→ Stored items from a collection
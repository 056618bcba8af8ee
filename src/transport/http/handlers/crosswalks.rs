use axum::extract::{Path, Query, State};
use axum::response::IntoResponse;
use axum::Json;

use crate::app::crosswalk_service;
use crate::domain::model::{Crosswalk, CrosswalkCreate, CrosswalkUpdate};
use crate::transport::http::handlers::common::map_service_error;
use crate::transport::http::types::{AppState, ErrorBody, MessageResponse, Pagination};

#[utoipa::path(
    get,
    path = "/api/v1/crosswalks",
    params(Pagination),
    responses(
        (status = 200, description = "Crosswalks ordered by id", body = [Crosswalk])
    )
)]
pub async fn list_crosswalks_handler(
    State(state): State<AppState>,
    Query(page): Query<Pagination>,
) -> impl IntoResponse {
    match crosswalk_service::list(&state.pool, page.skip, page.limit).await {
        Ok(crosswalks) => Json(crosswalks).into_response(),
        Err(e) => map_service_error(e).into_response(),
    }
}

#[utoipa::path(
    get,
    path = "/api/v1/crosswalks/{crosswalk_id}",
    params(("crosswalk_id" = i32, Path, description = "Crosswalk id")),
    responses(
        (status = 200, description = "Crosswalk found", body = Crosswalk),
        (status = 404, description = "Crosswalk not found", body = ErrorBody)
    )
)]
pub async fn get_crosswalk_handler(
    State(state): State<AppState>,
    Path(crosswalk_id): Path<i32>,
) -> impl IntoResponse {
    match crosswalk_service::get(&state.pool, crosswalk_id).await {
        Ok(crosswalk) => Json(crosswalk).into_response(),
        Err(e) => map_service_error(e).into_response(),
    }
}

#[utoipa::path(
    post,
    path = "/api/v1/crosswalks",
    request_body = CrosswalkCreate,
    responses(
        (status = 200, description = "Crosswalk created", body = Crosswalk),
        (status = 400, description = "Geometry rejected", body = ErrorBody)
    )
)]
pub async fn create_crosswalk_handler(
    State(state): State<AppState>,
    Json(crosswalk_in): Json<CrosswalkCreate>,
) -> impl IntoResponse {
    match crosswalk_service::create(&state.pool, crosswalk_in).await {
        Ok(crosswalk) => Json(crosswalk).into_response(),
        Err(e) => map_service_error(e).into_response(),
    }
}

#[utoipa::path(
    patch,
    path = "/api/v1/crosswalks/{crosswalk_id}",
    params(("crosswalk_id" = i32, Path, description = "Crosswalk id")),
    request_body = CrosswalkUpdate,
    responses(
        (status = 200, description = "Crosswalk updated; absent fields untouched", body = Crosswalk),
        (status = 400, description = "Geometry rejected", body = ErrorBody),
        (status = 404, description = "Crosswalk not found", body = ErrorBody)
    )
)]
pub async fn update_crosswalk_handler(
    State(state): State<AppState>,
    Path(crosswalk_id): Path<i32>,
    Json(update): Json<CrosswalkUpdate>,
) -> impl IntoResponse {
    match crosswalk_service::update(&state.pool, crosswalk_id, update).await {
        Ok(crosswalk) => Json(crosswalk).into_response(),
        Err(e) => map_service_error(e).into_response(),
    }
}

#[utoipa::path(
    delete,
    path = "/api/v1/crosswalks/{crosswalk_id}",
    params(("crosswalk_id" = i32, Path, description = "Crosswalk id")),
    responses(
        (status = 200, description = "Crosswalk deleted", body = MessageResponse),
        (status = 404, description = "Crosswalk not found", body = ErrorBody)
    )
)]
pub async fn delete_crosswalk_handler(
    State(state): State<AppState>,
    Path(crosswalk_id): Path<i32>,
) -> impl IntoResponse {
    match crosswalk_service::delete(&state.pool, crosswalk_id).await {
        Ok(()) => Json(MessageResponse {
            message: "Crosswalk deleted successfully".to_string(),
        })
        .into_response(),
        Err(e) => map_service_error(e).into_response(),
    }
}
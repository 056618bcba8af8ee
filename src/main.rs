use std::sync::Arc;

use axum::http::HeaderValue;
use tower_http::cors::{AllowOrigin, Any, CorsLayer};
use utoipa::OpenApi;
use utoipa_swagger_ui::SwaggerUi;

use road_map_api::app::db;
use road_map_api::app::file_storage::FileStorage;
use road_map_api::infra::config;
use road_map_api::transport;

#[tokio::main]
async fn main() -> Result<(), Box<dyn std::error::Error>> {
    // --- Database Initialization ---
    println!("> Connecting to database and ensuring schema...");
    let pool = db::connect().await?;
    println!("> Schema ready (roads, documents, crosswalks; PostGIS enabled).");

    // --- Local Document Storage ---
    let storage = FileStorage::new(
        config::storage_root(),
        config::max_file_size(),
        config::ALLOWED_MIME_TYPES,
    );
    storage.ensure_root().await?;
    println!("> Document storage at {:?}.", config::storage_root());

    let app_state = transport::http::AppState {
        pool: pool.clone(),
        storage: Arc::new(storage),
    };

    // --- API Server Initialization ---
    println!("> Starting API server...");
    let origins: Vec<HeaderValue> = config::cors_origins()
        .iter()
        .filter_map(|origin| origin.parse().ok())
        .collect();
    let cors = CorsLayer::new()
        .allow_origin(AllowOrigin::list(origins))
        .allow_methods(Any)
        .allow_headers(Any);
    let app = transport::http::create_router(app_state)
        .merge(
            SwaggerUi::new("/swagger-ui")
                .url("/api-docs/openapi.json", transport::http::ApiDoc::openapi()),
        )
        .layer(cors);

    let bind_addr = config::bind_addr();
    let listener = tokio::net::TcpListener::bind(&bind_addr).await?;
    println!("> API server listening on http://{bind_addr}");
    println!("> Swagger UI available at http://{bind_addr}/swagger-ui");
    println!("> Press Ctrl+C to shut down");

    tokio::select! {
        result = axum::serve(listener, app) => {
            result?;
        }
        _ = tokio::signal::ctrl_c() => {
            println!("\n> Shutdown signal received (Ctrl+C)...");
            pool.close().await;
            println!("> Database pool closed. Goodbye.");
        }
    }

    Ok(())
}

→ DIRECTIONS
Filter the entries above and keep only the lines with the word "origins".

→ SOLUTION
    let origins: Vec<HeaderValue> = config::cors_origins()
        .allow_origin(AllowOrigin::list(origins))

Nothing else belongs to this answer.